Collected data entries
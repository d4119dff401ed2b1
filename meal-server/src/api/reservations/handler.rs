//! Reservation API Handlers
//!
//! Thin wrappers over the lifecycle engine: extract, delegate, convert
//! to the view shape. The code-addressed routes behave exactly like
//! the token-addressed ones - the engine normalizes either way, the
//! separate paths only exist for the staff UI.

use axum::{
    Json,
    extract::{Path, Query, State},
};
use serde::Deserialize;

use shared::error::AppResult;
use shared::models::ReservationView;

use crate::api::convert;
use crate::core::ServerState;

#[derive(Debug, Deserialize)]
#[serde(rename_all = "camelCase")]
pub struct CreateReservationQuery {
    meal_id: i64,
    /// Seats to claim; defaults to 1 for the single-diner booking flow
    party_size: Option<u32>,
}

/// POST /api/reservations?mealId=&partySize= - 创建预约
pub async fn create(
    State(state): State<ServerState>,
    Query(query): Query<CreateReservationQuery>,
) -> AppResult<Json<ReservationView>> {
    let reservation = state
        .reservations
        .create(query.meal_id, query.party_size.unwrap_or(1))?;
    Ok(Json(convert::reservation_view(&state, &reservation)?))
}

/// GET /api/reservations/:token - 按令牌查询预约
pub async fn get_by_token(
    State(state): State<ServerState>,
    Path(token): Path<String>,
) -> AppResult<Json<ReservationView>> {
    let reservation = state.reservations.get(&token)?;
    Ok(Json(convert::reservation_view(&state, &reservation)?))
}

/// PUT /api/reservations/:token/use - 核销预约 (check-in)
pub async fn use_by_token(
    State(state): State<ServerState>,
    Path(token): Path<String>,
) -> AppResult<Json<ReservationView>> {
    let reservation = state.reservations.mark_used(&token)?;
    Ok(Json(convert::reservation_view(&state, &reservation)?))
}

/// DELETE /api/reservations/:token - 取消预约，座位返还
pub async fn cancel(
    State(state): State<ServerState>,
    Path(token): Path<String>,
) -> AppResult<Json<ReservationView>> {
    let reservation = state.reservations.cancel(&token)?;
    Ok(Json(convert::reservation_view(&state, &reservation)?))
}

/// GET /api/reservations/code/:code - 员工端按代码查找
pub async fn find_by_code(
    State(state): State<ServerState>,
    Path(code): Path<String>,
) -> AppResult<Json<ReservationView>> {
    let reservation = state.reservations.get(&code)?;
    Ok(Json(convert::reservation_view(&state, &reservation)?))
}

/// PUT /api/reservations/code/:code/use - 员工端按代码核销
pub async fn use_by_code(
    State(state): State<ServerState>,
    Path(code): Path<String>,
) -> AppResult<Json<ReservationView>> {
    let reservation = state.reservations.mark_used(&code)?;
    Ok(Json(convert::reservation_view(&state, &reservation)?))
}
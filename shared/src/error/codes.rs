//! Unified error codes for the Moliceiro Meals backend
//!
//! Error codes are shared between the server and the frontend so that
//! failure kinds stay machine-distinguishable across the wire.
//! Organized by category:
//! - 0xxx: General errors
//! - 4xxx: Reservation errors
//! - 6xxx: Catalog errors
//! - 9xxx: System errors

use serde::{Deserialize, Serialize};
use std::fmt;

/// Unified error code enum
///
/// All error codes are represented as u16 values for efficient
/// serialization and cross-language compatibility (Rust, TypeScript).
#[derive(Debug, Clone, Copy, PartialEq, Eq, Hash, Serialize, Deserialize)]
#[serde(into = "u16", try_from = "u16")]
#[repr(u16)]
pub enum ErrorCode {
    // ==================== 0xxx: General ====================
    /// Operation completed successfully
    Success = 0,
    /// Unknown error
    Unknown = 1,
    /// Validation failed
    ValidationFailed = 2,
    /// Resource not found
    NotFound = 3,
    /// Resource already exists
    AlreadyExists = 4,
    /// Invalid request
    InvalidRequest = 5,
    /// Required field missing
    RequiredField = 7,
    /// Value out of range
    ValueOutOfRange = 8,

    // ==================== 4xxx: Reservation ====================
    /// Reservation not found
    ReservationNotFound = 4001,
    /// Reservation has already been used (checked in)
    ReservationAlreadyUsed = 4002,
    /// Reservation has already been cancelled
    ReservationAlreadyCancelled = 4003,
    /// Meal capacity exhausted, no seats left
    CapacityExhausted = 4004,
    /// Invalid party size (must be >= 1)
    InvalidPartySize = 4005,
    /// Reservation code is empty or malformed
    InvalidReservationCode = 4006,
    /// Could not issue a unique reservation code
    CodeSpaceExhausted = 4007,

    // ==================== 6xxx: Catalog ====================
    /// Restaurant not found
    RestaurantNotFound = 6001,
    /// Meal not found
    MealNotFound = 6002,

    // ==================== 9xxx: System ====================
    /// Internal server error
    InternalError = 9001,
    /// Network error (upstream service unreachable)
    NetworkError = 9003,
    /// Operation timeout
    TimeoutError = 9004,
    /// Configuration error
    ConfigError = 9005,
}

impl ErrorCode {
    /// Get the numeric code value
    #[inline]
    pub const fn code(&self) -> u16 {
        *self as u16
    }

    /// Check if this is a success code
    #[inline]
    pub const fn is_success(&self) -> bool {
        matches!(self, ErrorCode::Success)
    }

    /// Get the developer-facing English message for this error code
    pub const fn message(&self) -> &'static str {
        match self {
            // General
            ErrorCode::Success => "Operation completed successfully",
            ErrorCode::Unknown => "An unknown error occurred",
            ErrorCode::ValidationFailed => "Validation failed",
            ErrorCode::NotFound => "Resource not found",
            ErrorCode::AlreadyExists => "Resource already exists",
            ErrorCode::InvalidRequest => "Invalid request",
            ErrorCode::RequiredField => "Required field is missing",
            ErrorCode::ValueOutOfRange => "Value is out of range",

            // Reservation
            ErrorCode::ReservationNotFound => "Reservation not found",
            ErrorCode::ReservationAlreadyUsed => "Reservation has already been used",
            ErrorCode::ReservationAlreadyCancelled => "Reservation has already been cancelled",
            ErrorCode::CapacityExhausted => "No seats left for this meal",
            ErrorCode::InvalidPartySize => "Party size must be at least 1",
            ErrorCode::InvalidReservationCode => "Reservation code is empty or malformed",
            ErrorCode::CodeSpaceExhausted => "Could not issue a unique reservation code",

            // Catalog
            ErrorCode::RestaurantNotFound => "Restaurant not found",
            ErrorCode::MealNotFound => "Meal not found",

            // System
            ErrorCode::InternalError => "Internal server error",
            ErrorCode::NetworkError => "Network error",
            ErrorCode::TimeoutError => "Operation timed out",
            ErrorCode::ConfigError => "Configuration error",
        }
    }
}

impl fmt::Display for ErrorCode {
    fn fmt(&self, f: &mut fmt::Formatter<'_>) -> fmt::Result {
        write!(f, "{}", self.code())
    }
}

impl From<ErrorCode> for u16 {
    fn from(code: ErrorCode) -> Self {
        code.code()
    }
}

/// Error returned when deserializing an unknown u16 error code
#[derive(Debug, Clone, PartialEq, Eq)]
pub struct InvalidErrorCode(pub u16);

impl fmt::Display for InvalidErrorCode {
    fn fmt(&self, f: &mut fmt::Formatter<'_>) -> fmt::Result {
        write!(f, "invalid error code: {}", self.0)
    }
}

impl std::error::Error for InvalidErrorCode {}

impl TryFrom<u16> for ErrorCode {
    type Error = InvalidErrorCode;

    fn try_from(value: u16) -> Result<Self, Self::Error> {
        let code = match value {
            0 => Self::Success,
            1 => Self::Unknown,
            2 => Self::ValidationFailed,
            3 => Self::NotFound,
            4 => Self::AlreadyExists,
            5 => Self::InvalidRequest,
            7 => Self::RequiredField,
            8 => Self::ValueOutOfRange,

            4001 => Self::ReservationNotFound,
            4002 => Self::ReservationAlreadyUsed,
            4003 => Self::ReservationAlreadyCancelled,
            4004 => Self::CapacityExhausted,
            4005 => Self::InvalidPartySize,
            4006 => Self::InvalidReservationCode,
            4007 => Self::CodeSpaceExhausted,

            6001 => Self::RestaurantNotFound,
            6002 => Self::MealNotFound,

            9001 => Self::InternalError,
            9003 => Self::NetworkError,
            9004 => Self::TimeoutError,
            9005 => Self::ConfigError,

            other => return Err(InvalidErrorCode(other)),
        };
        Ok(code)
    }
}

- Work order -
Starting at the line that has "use shared::models::ReservationView;" and ending at the line that has "let reservation = state.reservations.get(&token)?;", please write out the lines above exactly, leaving out all others.

- Result below -
use shared::models::ReservationView;

use crate::api::convert;
use crate::core::ServerState;

#[derive(Debug, Deserialize)]
#[serde(rename_all = "camelCase")]
pub struct CreateReservationQuery {
    meal_id: i64,
    /// Seats to claim; defaults to 1 for the single-diner booking flow
    party_size: Option<u32>,
}

/// POST /api/reservations?mealId=&partySize= - 创建预约
pub async fn create(
    State(state): State<ServerState>,
    Query(query): Query<CreateReservationQuery>,
) -> AppResult<Json<ReservationView>> {
    let reservation = state
        .reservations
        .create(query.meal_id, query.party_size.unwrap_or(1))?;
    Ok(Json(convert::reservation_view(&state, &reservation)?))
}

/// GET /api/reservations/:token - 按令牌查询预约
pub async fn get_by_token(
    State(state): State<ServerState>,
    Path(token): Path<String>,
) -> AppResult<Json<ReservationView>> {
    let reservation = state.reservations.get(&token)?;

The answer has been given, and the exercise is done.